Motorola last week announced plans to release the PowerPC 7500 (G5) processor within two years. Despite Intel's promise to deliver its 64-bit processor code before then, a Motorola executive has said the G5 should more than match Merced in both speed and compatibility.

Recently, Intel officials demonstrated initial samples of Merced processors, saying that some have run at more than 800 MHz in the company's labs. Intel said production versions should be available to OEMs in mid-2000.

Merced is Intel's first attempt at building a 64-bit processor, and can handle instructions and blocks of data twice the size of 32-bit processors. In order to work with existing applications written in 32-bit code, the processor emulates a 32-bit processor – thus losing the speed gains.

In contrast, the 64-bit version of the G5 – which will also be available in a 32-bit version – will be able to run 32-bit applications "in full native mode," according to Motorola’s PowerPC marketing director, Will Swearingen. This should eliminate the considerable overhead involved with emulation, and let applications take full advantage of the G5's speed. In addition, Swearingen said that except for processor-specific embedded OSs, the 64-bit G5 will require "virtually no" alterations to application code. Combined with the 2-GHz speeds at which the G5 should debut, according to a recent Motorola road map, this design should afford the G5 a distinct performance advantage over the Merced.

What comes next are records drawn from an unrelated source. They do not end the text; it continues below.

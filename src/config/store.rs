use anyhow::bail;

use super::structure::{ChatGateConfigInner, ChatGateConfigTOML};
use std::{
    ops::{Deref, DerefMut},
    path::PathBuf,
};

#[derive(Debug)]
pub struct ChatGateConfig {
    pub path: PathBuf,
    cached: ChatGateConfigTOML,
}

impl ChatGateConfig {
    pub fn read(path: PathBuf) -> Result<Self, anyhow::Error> {
        let path = match path.is_dir() {
            true => path.join("config.toml"),
            false => path,
        };

        if !path.exists() {
            return Ok(Self::new(path)?);
        }

        if !path.is_file() {
            bail!(
                "Given path exists and is not a file... either change the path or delete the file."
            );
        }

        let config_str = std::fs::read_to_string(&path)?;

        Ok(Self {
            path,
            cached: toml::from_str(&config_str)?,
        })
    }

    fn new(path: PathBuf) -> Result<Self, anyhow::Error> {
        if let Some(parent) = path.parent() {
            std::fs::create_dir_all(parent)?;
        }

        let config = Self {
            path,
            cached: ChatGateConfigTOML::default(),
        };

        config.save()?;

        Ok(config)
    }

    pub fn save(&self) -> Result<(), anyhow::Error> {
        std::fs::write(&self.path, toml::to_string(&self.cached)?)?;

        Ok(())
    }

    /// Overlays secrets and endpoints from the process environment.
    pub fn with_env(self) -> Self {
        self.with_overrides(|key| std::env::var(key).ok())
    }

    /// Empty values are treated as unset so a blank variable never wipes the file value.
    pub fn with_overrides(mut self, lookup: impl Fn(&str) -> Option<String>) -> Self {
        let lookup = |key: &str| lookup(key).filter(|value| !value.trim().is_empty());

        if let Some(api_key) = lookup("OPENAI_API_KEY") {
            self.llm.api_key = api_key;
        }
        if let Some(secret) = lookup("SESSION_SECRET_KEY") {
            self.session.secret = Some(secret);
        }
        if let Some(base_url) = lookup("PROXY_BASE_URL") {
            self.proxy.base_url = Some(base_url);
        }
        if let Some(header_value) = lookup("PROXY_HEADER_IDENTIFIER") {
            self.proxy.header_value = Some(header_value);
        }
        if let Some(host) = lookup("GUARDCHAT_HOST") {
            self.server.host = host;
        }
        match lookup("GUARDCHAT_PORT").map(|port| port.parse::<u16>()) {
            Some(Ok(port)) => self.server.port = port,
            Some(Err(why)) => log::warn!("ignoring GUARDCHAT_PORT: {why}"),
            None => (),
        }

        self
    }
}

impl Deref for ChatGateConfig {
    type Target = ChatGateConfigInner;

    fn deref(&self) -> &Self::Target {
        &self.cached.config
    }
}

impl DerefMut for ChatGateConfig {
    fn deref_mut(&mut self) -> &mut Self::Target {
        &mut self.cached.config
    }
}

impl Clone for ChatGateConfig {
    fn clone(&self) -> Self {
        Self {
            path: self.path.clone(),
            cached: self.cached.clone(),
        }
    }
}

impl PartialEq for ChatGateConfig {
    fn eq(&self, other: &Self) -> bool {
        self.cached.config == other.cached.config
    }
}
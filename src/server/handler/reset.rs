use axum::{Json, extract::State};
use axum_extra::extract::cookie::SignedCookieJar;
use serde::Serialize;

use super::{Data, session};

#[derive(Serialize)]
pub struct ResetResponse {
    status: &'static str,
}

/// Drops the caller's conversation; callers without a session get the same answer.
pub async fn reset(State(data): State<Data>, jar: SignedCookieJar) -> Json<ResetResponse> {
    if let Some(session) = session::current(&jar, &data.cookie_name) {
        data.engine.reset(&session).await;
    }

    Json(ResetResponse {
        status: "Conversación reiniciada",
    })
}
use std::sync::Arc;

use crate::{
    chat::{
        attachment::{TextExtractor, assemble},
        client::{CompletionBackend, flatten, invoke, select_client},
        context::{ChatMessage, ConversationStore, SessionId},
        verdict::{Verdict, classify},
    },
    config::structure::ChatGateConfigInner,
    utils,
};

use super::error::ChatError;

/// One user turn as received from the client.
#[derive(Debug, Clone, PartialEq)]
pub struct ChatTurn {
    pub message: String,
    pub pdf_b64: Option<String>,
    pub use_proxy: bool,
}

#[derive(Debug, Clone, PartialEq)]
pub struct ChatOutcome {
    pub reply: String,
    pub verdict: Verdict,
}

pub struct ChatEngine {
    config: ChatGateConfigInner,
    store: Arc<dyn ConversationStore>,
    backend: Arc<dyn CompletionBackend>,
    extractor: Arc<dyn TextExtractor>,
}

impl ChatEngine {
    pub fn new(
        config: ChatGateConfigInner,
        store: Arc<dyn ConversationStore>,
        backend: Arc<dyn CompletionBackend>,
        extractor: Arc<dyn TextExtractor>,
    ) -> Self {
        Self {
            config,
            store,
            backend,
            extractor,
        }
    }

    /// Runs a full turn: assemble, store, complete, store the reply, classify.
    ///
    /// Client selection and attachment handling happen before the store is
    /// touched, so a rejected turn leaves the conversation as it was.
    pub async fn user_prompt(
        &self,
        session: &SessionId,
        turn: ChatTurn,
    ) -> Result<ChatOutcome, ChatError> {
        let client = select_client(turn.use_proxy, &self.config.llm, &self.config.proxy)?;
        let content = assemble(
            &turn.message,
            turn.pdf_b64.as_deref(),
            self.extractor.as_ref(),
        )?;

        self.push_user_turn(session, content).await;

        let history = self.store.get_or_create(session).await;
        let result = invoke(
            self.backend.as_ref(),
            &client,
            &history,
            self.config.llm.max_tokens,
        )
        .await;

        let reply = flatten(result);
        self.store
            .append(session, ChatMessage::assistant(reply.clone()))
            .await;

        let verdict = classify(
            &reply,
            &client,
            self.backend.as_ref(),
            &self.config.verdict,
        )
        .await;

        log::info!(
            "session {session}: answered {} messages via {} route, verdict {verdict}",
            history.len(),
            client.route.kind()
        );

        Ok(ChatOutcome { reply, verdict })
    }

    pub async fn reset(&self, session: &SessionId) {
        self.store.reset(session).await;
        log::info!("session {session}: conversation reset");
    }

    /// Appends the user message, seeding the system prompt into an empty conversation first.
    async fn push_user_turn(&self, session: &SessionId, content: String) {
        let previous = self
            .store
            .append_seeded(
                session,
                ChatMessage::system(self.config.prompt.system.clone()),
                ChatMessage::user(content),
            )
            .await;

        match previous {
            None => log::debug!("session {session}: new conversation"),
            Some(last) => log::debug!(
                "session {session}: last message {} ago",
                utils::time_to_string(chrono::Utc::now() - last.sent_at)
            ),
        }
    }
}
use axum::response::Html;

pub const BANNER: &str = "<h1>Servidor del Chatbot funcionando</h1><p>Usa el endpoint /chat para interactuar y /reset para reiniciar la conversación.</p>";

pub async fn index() -> Html<&'static str> {
    Html(BANNER)
}
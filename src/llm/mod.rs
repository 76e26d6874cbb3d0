//! LLM integration for Smart Inbox.
//!
//! Uses the rig-core crate for HTTP transport against any OpenAI-compatible
//! chat-completions endpoint, and the `RigAdapter` to bridge rig's
//! `CompletionModel` trait to our `LlmProvider` trait.

pub mod provider;
mod rig_adapter;

pub use provider::*;
pub use rig_adapter::RigAdapter;

use std::sync::Arc;
use std::time::Duration;

use rig::client::CompletionClient;
use secrecy::ExposeSecret;

use crate::error::LlmError;

/// Configuration for creating an LLM provider.
#[derive(Debug, Clone)]
pub struct LlmConfig {
    pub api_key: secrecy::SecretString,
    pub model: String,
    /// Base URL of the chat-completions API, without `/chat/completions`.
    pub base_url: String,
    /// Deadline for one completion call.
    pub timeout: Duration,
}

/// Create an LLM provider from configuration.
pub fn create_provider(config: &LlmConfig) -> Result<Arc<dyn LlmProvider>, LlmError> {
    use rig::providers::openai;

    reqwest::Url::parse(&config.base_url).map_err(|e| LlmError::RequestFailed {
        provider: "openai".to_string(),
        reason: format!("Invalid base URL {}: {}", config.base_url, e),
    })?;

    let client: rig::client::Client<openai::client::OpenAIResponsesExt> =
        openai::Client::builder()
            .api_key(config.api_key.expose_secret())
            .base_url(config.base_url.as_str())
            .build()
            .map_err(|e| LlmError::RequestFailed {
                provider: "openai".to_string(),
                reason: format!("Failed to create OpenAI client: {}", e),
            })?;

    // Chat completions rather than the Responses API, so any compatible
    // endpoint works.
    let model = client.completions_api().completion_model(&config.model);
    tracing::info!("Using OpenAI-compatible endpoint (model: {})", config.model);
    Ok(Arc::new(RigAdapter::new(
        model,
        &config.model,
        "openai",
        config.timeout,
    )))
}
//! Mailbox access: listing with bounded fan-out, and threaded replies.

pub mod api;
pub mod gateway;
pub mod reply;
pub mod types;

pub use api::{GmailApi, MailboxApi};
pub use gateway::{MailGateway, SendRequest};
pub use reply::ThreadTail;
pub use types::{LabelFilter, MessageSummary};

/// Gmail REST settings.
#[derive(Debug, Clone)]
pub struct GmailConfig {
    /// Base URL up to and including `users/me`.
    pub api_base: String,
    /// Maximum detail fetches in flight per listing.
    pub fetch_concurrency: usize,
}
//! Mail gateway: ordered listing fan-out and reply sending.

use std::sync::Arc;

use futures::stream::{self, StreamExt};
use tracing::{debug, info, warn};

use super::api::{MailboxApi, is_plain_id};
use super::reply::{self, ThreadTail};
use super::types::{LabelFilter, MessageSummary, OutboundMessage};
use crate::auth::{Credential, TokenBroker};
use crate::error::{ProviderError, Result, ValidationError};

/// Largest page the provider accepts for a single listing.
pub const PROVIDER_MAX_RESULTS: usize = 500;

/// A reply to send. Moved into [`MailGateway::compose_and_send`], so it is
/// used exactly once.
#[derive(Debug)]
pub struct SendRequest {
    pub credential: Credential,
    pub thread_id: String,
    pub reply_text: String,
}

/// Lists messages and sends replies on behalf of a credential.
pub struct MailGateway {
    api: Arc<dyn MailboxApi>,
    broker: Arc<TokenBroker>,
    fetch_concurrency: usize,
}

impl MailGateway {
    pub fn new(api: Arc<dyn MailboxApi>, broker: Arc<TokenBroker>, fetch_concurrency: usize) -> Self {
        Self {
            api,
            broker,
            fetch_concurrency: fetch_concurrency.max(1),
        }
    }

    /// List up to `limit` messages matching `filter`, in provider order.
    ///
    /// Detail fetches run concurrently (bounded by the fetch concurrency)
    /// and are slotted back by listing index. The first failing fetch fails
    /// the whole listing; no partial result is returned.
    pub async fn list_messages(
        &self,
        credential: &Credential,
        filter: LabelFilter,
        limit: usize,
    ) -> Result<Vec<MessageSummary>> {
        if limit == 0 {
            return Ok(Vec::new());
        }
        let live = self.broker.ensure_live(credential).await?;

        let max_results = limit.min(PROVIDER_MAX_RESULTS);
        let mut refs = self
            .api
            .list_messages(&live, filter.query(), max_results as u32)
            .await?;
        refs.truncate(max_results);

        if refs.is_empty() {
            debug!(filter = ?filter, "Mailbox listing is empty");
            return Ok(Vec::new());
        }

        let total = refs.len();
        let api = &self.api;
        let cred = &live;
        let mut slots: Vec<Option<MessageSummary>> = vec![None; total];

        let mut fetches = stream::iter(refs.into_iter().enumerate())
            .map(|(slot, message_ref)| async move {
                let result = api.get_message(cred, &message_ref.id).await;
                (slot, message_ref.id, result)
            })
            .buffer_unordered(self.fetch_concurrency);

        while let Some((slot, message_id, result)) = fetches.next().await {
            match result {
                Ok(message) => slots[slot] = Some(MessageSummary::from(message)),
                Err(e) => {
                    warn!(message_id = %message_id, error = %e, "Detail fetch failed, abandoning listing");
                    return Err(e.into());
                }
            }
        }

        let summaries = slots
            .into_iter()
            .collect::<Option<Vec<_>>>()
            .ok_or_else(|| ProviderError::InvalidResponse {
                endpoint: "messages".into(),
                reason: "detail fetch produced no result".into(),
            })?;

        info!(count = summaries.len(), filter = ?filter, "Listed messages");
        Ok(summaries)
    }

    /// Resolve the thread tail, build the reply, and send it into the
    /// thread. Returns the provider id of the sent message.
    pub async fn compose_and_send(&self, request: SendRequest) -> Result<String> {
        let SendRequest {
            credential,
            thread_id,
            reply_text,
        } = request;

        if thread_id.trim().is_empty() {
            return Err(ValidationError::MissingField("threadId").into());
        }
        if !is_plain_id(&thread_id) {
            return Err(ValidationError::InvalidId {
                field: "threadId",
                value: thread_id,
            }
            .into());
        }
        if reply_text.trim().is_empty() {
            return Err(ValidationError::MissingField("replyText").into());
        }

        let live = self.broker.ensure_live(&credential).await?;
        let thread = self.api.get_thread(&live, &thread_id).await?;
        let tail = ThreadTail::from_thread(&thread)?;

        let raw = reply::compose_reply(&tail, &reply_text)?;
        let outbound = OutboundMessage {
            raw: reply::encode_raw(&raw),
            thread_id: thread_id.clone(),
        };

        let sent_id = self.api.send_message(&live, &outbound).await?;
        info!(
            thread_id = %thread_id,
            in_reply_to = %tail.last_message_id,
            sent_id = %sent_id,
            "Reply sent"
        );
        Ok(sent_id)
    }
}

#[cfg(test)]
mod tests {
    use std::time::Duration;

    use base64::Engine;
    use base64::engine::general_purpose::URL_SAFE_NO_PAD;
    use chrono::Utc;
    use mail_parser::MessageParser;
    use secrecy::SecretString;

    use super::*;
    use crate::error::ErrorKind;
    use crate::testing::{FakeTokenServer, StubMailbox, broker_for, live_credential, stub_broker};

    fn gateway(mailbox: Arc<StubMailbox>, concurrency: usize) -> MailGateway {
        MailGateway::new(mailbox, stub_broker(), concurrency)
    }

    /// Sequential reference: list, then fetch one by one.
    async fn list_sequentially(
        mailbox: &StubMailbox,
        filter: LabelFilter,
        limit: usize,
    ) -> Vec<MessageSummary> {
        let cred = live_credential();
        let refs = mailbox
            .list_messages(&cred, filter.query(), limit as u32)
            .await
            .unwrap();
        let mut out = Vec::new();
        for r in refs.into_iter().take(limit) {
            out.push(MessageSummary::from(mailbox.get_message(&cred, &r.id).await.unwrap()));
        }
        out
    }

    #[tokio::test]
    async fn listing_preserves_provider_order_despite_completion_order() {
        // Earlier messages take longer, so completion order is reversed.
        let mailbox = Arc::new(StubMailbox::with_messages(6).with_descending_delays(Duration::from_millis(5)));
        let gw = gateway(Arc::clone(&mailbox), 6);

        let listed = gw
            .list_messages(&live_credential(), LabelFilter::All, 6)
            .await
            .unwrap();
        let ids: Vec<_> = listed.iter().map(|m| m.id.as_str()).collect();
        assert_eq!(ids, ["m0", "m1", "m2", "m3", "m4", "m5"]);
    }

    #[tokio::test]
    async fn listing_matches_sequential_reference_for_every_filter_and_limit() {
        let mailbox = Arc::new(StubMailbox::with_messages(7).with_descending_delays(Duration::from_millis(1)));
        let gw = gateway(Arc::clone(&mailbox), 3);

        for filter in [LabelFilter::All, LabelFilter::Read, LabelFilter::Unread] {
            for limit in [0usize, 1, 3, 7, 12] {
                let concurrent = gw
                    .list_messages(&live_credential(), filter, limit)
                    .await
                    .unwrap();
                let sequential = if limit == 0 {
                    Vec::new()
                } else {
                    list_sequentially(&mailbox, filter, limit).await
                };
                assert!(concurrent.len() <= limit);
                assert_eq!(concurrent, sequential, "filter {filter:?} limit {limit}");
            }
        }
    }

    #[tokio::test]
    async fn limit_zero_makes_no_provider_call() {
        let mailbox = Arc::new(StubMailbox::with_messages(3));
        let gw = gateway(Arc::clone(&mailbox), 2);
        let listed = gw
            .list_messages(&live_credential(), LabelFilter::All, 0)
            .await
            .unwrap();
        assert!(listed.is_empty());
        assert_eq!(mailbox.list_calls(), 0);
    }

    #[tokio::test]
    async fn empty_mailbox_is_empty_sequence() {
        let mailbox = Arc::new(StubMailbox::with_messages(0));
        let gw = gateway(mailbox, 4);
        let listed = gw
            .list_messages(&live_credential(), LabelFilter::Unread, 5)
            .await
            .unwrap();
        assert!(listed.is_empty());
    }

    #[tokio::test]
    async fn one_failed_detail_fetch_fails_the_whole_listing() {
        let mailbox = Arc::new(StubMailbox::with_messages(5).failing_on("m2"));
        let gw = gateway(Arc::clone(&mailbox), 5);
        let err = gw
            .list_messages(&live_credential(), LabelFilter::All, 5)
            .await
            .unwrap_err();
        assert_eq!(err.kind(), ErrorKind::Provider);
    }

    #[tokio::test]
    async fn listing_failure_is_provider_error() {
        let mailbox = Arc::new(StubMailbox::with_messages(2).failing_listing());
        let gw = gateway(mailbox, 2);
        let err = gw
            .list_messages(&live_credential(), LabelFilter::All, 2)
            .await
            .unwrap_err();
        assert_eq!(err.kind(), ErrorKind::Provider);
    }

    #[tokio::test]
    async fn concurrency_bound_is_respected() {
        let mailbox = Arc::new(StubMailbox::with_messages(10).with_descending_delays(Duration::from_millis(2)));
        let gw = gateway(Arc::clone(&mailbox), 3);
        gw.list_messages(&live_credential(), LabelFilter::All, 10)
            .await
            .unwrap();
        assert!(mailbox.peak_in_flight() <= 3);
        assert!(mailbox.peak_in_flight() >= 1);
    }

    #[tokio::test]
    async fn send_without_from_header_never_calls_send() {
        let mailbox = Arc::new(StubMailbox::with_messages(1).with_thread(
            "t-nofrom",
            vec![("Subject", "Hello")],
        ));
        let gw = gateway(Arc::clone(&mailbox), 1);
        let err = gw
            .compose_and_send(SendRequest {
                credential: live_credential(),
                thread_id: "t-nofrom".into(),
                reply_text: "Thanks!".into(),
            })
            .await
            .unwrap_err();
        assert_eq!(err.kind(), ErrorKind::Validation);
        assert_eq!(mailbox.send_calls(), 0);
    }

    #[tokio::test]
    async fn send_binds_reply_to_thread_with_reply_subject() {
        let mailbox = Arc::new(StubMailbox::with_messages(1).with_thread(
            "t-ok",
            vec![("From", "Carol <carol@example.com>"), ("Subject", "Budget")],
        ));
        let gw = gateway(Arc::clone(&mailbox), 1);
        let sent_id = gw
            .compose_and_send(SendRequest {
                credential: live_credential(),
                thread_id: "t-ok".into(),
                reply_text: "Approved.".into(),
            })
            .await
            .unwrap();
        assert_eq!(sent_id, "sent-1");

        let sent = mailbox.sent();
        assert_eq!(sent.len(), 1);
        assert_eq!(sent[0].thread_id, "t-ok");
        let raw = URL_SAFE_NO_PAD.decode(&sent[0].raw).unwrap();
        let parsed = MessageParser::default().parse(&raw).unwrap();
        let to = parsed.to().and_then(|a| a.first()).unwrap();
        assert_eq!(to.name(), Some("Carol"));
        assert_eq!(to.address(), Some("carol@example.com"));
        assert_eq!(parsed.subject(), Some("Re: Budget"));
        assert_eq!(parsed.body_text(0).unwrap().trim_end(), "Approved.");
    }

    #[tokio::test]
    async fn thread_id_that_is_not_a_plain_id_is_rejected() {
        let mailbox = Arc::new(StubMailbox::with_messages(6).with_thread(
            "t1",
            vec![("From", "a@example.com"), ("Subject", "Hi")],
        ));
        let gw = gateway(Arc::clone(&mailbox), 1);
        for thread_id in ["../messages/m5", "t1?format=full#", ".."] {
            let err = gw
                .compose_and_send(SendRequest {
                    credential: live_credential(),
                    thread_id: thread_id.into(),
                    reply_text: "Thanks!".into(),
                })
                .await
                .unwrap_err();
            assert_eq!(err.kind(), ErrorKind::Validation, "{thread_id}");
        }
        assert_eq!(mailbox.thread_calls(), 0);
        assert_eq!(mailbox.send_calls(), 0);
    }

    #[tokio::test]
    async fn expired_credential_is_renewed_once_before_listing() {
        let server = FakeTokenServer::start().await;
        let mailbox = Arc::new(StubMailbox::with_messages(3));
        let gw = MailGateway::new(
            Arc::clone(&mailbox) as Arc<dyn MailboxApi>,
            broker_for(&server),
            2,
        );
        let expired = Credential::new(
            SecretString::from("stale-access"),
            Some(SecretString::from("stored-refresh")),
            Utc::now() - chrono::Duration::hours(1),
        );

        let listed = gw
            .list_messages(&expired, LabelFilter::All, 3)
            .await
            .unwrap();
        assert_eq!(listed.len(), 3);
        assert_eq!(server.refresh_grants(), 1);
        let seen = mailbox.access_tokens_seen();
        assert!(!seen.is_empty());
        assert!(seen.iter().all(|t| t == "fresh-access-1"), "{seen:?}");
    }

    #[tokio::test]
    async fn empty_reply_text_is_rejected_before_provider_calls() {
        let mailbox = Arc::new(StubMailbox::with_messages(1));
        let gw = gateway(Arc::clone(&mailbox), 1);
        let err = gw
            .compose_and_send(SendRequest {
                credential: live_credential(),
                thread_id: "t1".into(),
                reply_text: "  ".into(),
            })
            .await
            .unwrap_err();
        assert_eq!(err.kind(), ErrorKind::Validation);
        assert_eq!(mailbox.thread_calls(), 0);
        assert_eq!(mailbox.send_calls(), 0);
    }
}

Merced will be best suited for larger servers, on account of it's expected high price, cigarette-pack size and heat output. In contrast, Motorola's G5 has been designed with the desktop in mind, according to Motorola.

Motorola also continues to work on the current G4 chip. That processor will move to silicon-on-insulator technology, a fabricating process that, according to the Microprocessor Report: "Can boost microprocessor speeds by up to 35 per cent over conventional bulk-CMOS processes, or it can reduce their power consumption by up to 65 percent at the same speed."

Swearingen would not comment on when the SOI-based G4 would ship, he acknowledged that Motorola has had SOI G4's: "Working in the labs for several years."